### Records provided
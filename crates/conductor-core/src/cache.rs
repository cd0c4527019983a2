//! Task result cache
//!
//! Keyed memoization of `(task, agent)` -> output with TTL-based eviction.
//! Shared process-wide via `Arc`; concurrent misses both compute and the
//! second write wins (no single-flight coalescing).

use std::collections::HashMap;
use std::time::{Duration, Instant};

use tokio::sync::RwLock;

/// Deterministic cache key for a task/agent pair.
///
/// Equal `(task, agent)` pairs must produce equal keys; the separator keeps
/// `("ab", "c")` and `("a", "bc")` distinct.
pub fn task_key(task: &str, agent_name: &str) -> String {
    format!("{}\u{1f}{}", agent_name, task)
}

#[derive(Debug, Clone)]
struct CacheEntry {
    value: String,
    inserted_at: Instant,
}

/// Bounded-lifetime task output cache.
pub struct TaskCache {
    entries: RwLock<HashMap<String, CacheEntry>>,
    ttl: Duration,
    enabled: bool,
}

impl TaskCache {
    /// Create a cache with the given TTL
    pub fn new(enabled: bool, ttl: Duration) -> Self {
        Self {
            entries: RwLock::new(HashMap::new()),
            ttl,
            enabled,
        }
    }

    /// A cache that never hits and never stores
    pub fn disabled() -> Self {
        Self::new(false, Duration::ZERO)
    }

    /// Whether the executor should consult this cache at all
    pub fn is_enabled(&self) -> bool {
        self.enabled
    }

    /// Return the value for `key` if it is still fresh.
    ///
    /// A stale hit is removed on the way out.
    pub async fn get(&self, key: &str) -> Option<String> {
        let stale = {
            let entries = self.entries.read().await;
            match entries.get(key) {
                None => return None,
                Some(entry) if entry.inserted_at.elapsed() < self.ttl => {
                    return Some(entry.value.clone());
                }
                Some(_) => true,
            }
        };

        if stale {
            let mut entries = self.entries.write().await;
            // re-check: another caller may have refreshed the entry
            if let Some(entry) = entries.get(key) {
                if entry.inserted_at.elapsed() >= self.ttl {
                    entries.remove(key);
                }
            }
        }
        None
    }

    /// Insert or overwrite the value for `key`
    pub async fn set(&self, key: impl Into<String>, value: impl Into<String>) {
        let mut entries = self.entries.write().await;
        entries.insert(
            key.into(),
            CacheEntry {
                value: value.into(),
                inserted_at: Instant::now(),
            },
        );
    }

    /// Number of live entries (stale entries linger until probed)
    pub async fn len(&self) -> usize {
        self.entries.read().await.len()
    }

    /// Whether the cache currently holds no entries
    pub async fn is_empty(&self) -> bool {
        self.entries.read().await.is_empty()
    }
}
######
Where a line in the listing above includes the string "bool", copy that line.

* Answer for this exercise *
    enabled: bool,
    pub fn new(enabled: bool, ttl: Duration) -> Self {
    pub fn is_enabled(&self) -> bool {
    pub async fn is_empty(&self) -> bool {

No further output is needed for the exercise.